Воздав мне эту дань, мистер Микобер проговорил: «До свиданья, мистер Гипп! Мэм, ваш покорный слуга!» — и вышел со мною на улицу с величественным видом истого барина напевая модную песенку.

Мистер Микобер остановился в плохонькой гостинице, где занимал маленький номер. Повидимому, комната была расположена над кухней, ибо сквозь щели пола несло запахом кушаний, а на стенах виднелись серые пятна. Запах спиртных напитков и звон стаканов также постоянно напоминали о близком соседстве с буфетом. В этой-то обстановке застал я миссис Микобер. Она лежала на небольшом диване, над которым висело изображение скаковой лошади.

Мистер Микобер вошел к себе в номер первым со словами:

— Дорогая моя, позвольте вам представить ученика доктора Стронга.

Миссис Микобер была чрезвычайно удивлена, но вместе с тем очень обрадовалась мне. Я тоже был очень рад этой встрече. Мы с ней нежно поздоровались, и я сел подле нее на диване.

— Дорогая моя, — сказал мистер Микобер, — я не сомневаюсь в том, что Копперфильду очень интересно узнать о нашем настоящем положении. Так вот, вы ему обо всем этом расскажите, а я пока схожу просмотреть газеты, не подвернется ли в объявлениях что-нибудь, для нас подходящее.

— А я думал, мэм, что вы в Плимуте, — начал я как только мистер Микобер вышел из комнаты.

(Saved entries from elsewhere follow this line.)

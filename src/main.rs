//! Process entry point: parses the CLI and hands off to [`udplog::run`].

use clap::Parser;
use tracing_subscriber::EnvFilter;
use udplog::cli::Cli;

fn main() -> anyhow::Result<()> {
    let cli = Cli::parse();

    tracing_subscriber::fmt()
        .with_env_filter(EnvFilter::try_from_default_env().unwrap_or_else(|_| EnvFilter::new("info")))
        .init();

    let runtime = tokio::runtime::Builder::new_current_thread()
        .enable_all()
        .build()?;
    let local = tokio::task::LocalSet::new();
    local.block_on(&runtime, udplog::run(cli))
}
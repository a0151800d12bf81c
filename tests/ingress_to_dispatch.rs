//! End-to-end check that a native-format datagram reaches every registered
//! consumer exactly once, and that the bounded queue honors drop-oldest
//! semantics across a pause/resume cycle — the two concrete properties
//! called out together in spec §8.

use std::cell::RefCell;
use std::rc::Rc;
use std::time::Duration;

use udplog::dispatcher::Dispatcher;
use udplog::event::Event;
use udplog::queue::BoundedQueue;

#[tokio::test]
async fn dispatch_reaches_every_consumer_once_per_event() {
    let local = tokio::task::LocalSet::new();
    local
        .run_until(async {
            let dispatcher = Dispatcher::new();
            let first: Rc<RefCell<u32>> = Rc::new(RefCell::new(0));
            let second: Rc<RefCell<u32>> = Rc::new(RefCell::new(0));

            let first_clone = first.clone();
            dispatcher.register(Rc::new(move |_: &Event| *first_clone.borrow_mut() += 1));
            let second_clone = second.clone();
            dispatcher.register(Rc::new(move |_: &Event| *second_clone.borrow_mut() += 1));

            let mut event = Event::new();
            event.set_category("app");
            dispatcher.dispatch(&event);

            assert_eq!(*first.borrow(), 1);
            assert_eq!(*second.borrow(), 1);
        })
        .await;
}

#[tokio::test]
async fn bounded_queue_keeps_last_n_items_after_paused_overflow() {
    let local = tokio::task::LocalSet::new();
    local
        .run_until(async {
            let delivered = Rc::new(RefCell::new(Vec::new()));
            let delivered_clone = delivered.clone();
            let queue: BoundedQueue<u32> = BoundedQueue::new(
                Some(3),
                Rc::new(move |item: u32| {
                    let delivered = delivered_clone.clone();
                    Box::pin(async move {
                        delivered.borrow_mut().push(item);
                        Ok(())
                    })
                }),
            );

            queue.pause();
            for item in 1..=5u32 {
                queue.put(item);
            }
            assert_eq!(queue.len(), 3);

            queue.resume();
            tokio::time::sleep(Duration::from_millis(30)).await;

            assert_eq!(*delivered.borrow(), vec![3, 4, 5]);
        })
        .await;
}
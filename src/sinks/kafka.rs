//! Kafka sink (spec §4.J): pushes each event as UTF-8 JSON to a configured
//! topic via `rdkafka`'s async producer, batching client-side.

use std::time::Duration;

use rdkafka::config::ClientConfig;
use rdkafka::producer::{FutureProducer, FutureRecord};
use rdkafka::util::Timeout;
use tracing::{info, warn};

use crate::dispatcher::Dispatcher;
use crate::event::Event;

/// Runs the Kafka sink: builds the producer off the main scheduler (its
/// constructor can block on DNS/broker metadata fetch), then registers a
/// Dispatcher consumer only once the producer is ready, per spec §4.J.
pub async fn run(
    brokers: Vec<String>,
    topic: String,
    buffer_maxsize: usize,
    send_every_n_messages: usize,
    send_every_t_seconds: u64,
    dispatcher: Dispatcher,
) {
    let broker_list = brokers.join(",");
    let producer = tokio::task::spawn_blocking(move || {
        ClientConfig::new()
            .set("bootstrap.servers", &broker_list)
            .set("queue.buffering.max.messages", buffer_maxsize.to_string())
            .set("batch.num.messages", send_every_n_messages.to_string())
            .set(
                "queue.buffering.max.ms",
                (send_every_t_seconds * 1000).to_string(),
            )
            .create::<FutureProducer>()
    })
    .await;

    let producer = match producer {
        Ok(Ok(producer)) => producer,
        Ok(Err(error)) => {
            warn!(%error, "failed to build kafka producer; kafka sink disabled");
            return;
        }
        Err(error) => {
            warn!(%error, "kafka producer construction task panicked; kafka sink disabled");
            return;
        }
    };

    info!(brokers = %brokers.join(","), %topic, "kafka sink ready");

    let topic = std::rc::Rc::new(topic);
    dispatcher.register(std::rc::Rc::new(move |event: &Event| {
        let producer = producer.clone();
        let topic = topic.clone();
        let body = serde_json::to_vec(&event.to_json()).unwrap_or_else(|_| b"{}".to_vec());
        tokio::task::spawn_local(async move {
            let record: FutureRecord<'_, (), [u8]> = FutureRecord::to(&topic).payload(body.as_slice());
            if let Err((error, _)) = producer.send(record, Timeout::After(Duration::from_secs(5))).await {
                warn!(%error, "kafka send failed; event dropped");
            }
        });
    }));
}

— Да, мы туда и направились, дорогой мой мистер Копперфильд, — ответила она.

— Чтобы там быть наготове, не правда ли? — намекнул я.

— Именно, «чтобы быть наготове», — согласилась миссис Микобер. — Но, по правде сказать, таланты не нужны в таможенном ведомстве, и влияние моих родственников не оказалось настолько сильным, чтобы устроить в это ведомство человека с такими способностями, как мистер Микобер. Там даже предпочитают не иметь подобного человека, присутствие которого могло как бы подчеркнуть ничтожество его сослуживцев. Не стану также скрывать от вас, дорогой мой мистер Копперфильд, что когда мои плимутские родичи узнали, что мистер Микобер появился со мной, маленьким Вилькинсом, его сестрицей и близнецами, они встретили его далеко не так радушно, как он вправе был ожидать, только что освободившись из долговой тюрьмы. Словом, между нами будь сказано, — добавила миссис Микобер, понизив голос, — нас приняли холодно.

— Боже мой! — печально воскликнул я.

— Да, как ни прискорбно, мистер Копперфильд, показывать вам людей с дурной их стороны, но я должна признаться, что нас приняли чрезвычайно холодно. В этом нет ни малейшего сомнения. Подумайте, мы не успели прожить в Плимуте и недели, как тамошние родичи уже начали наносить мистеру Микоберу просто личные оскорбления.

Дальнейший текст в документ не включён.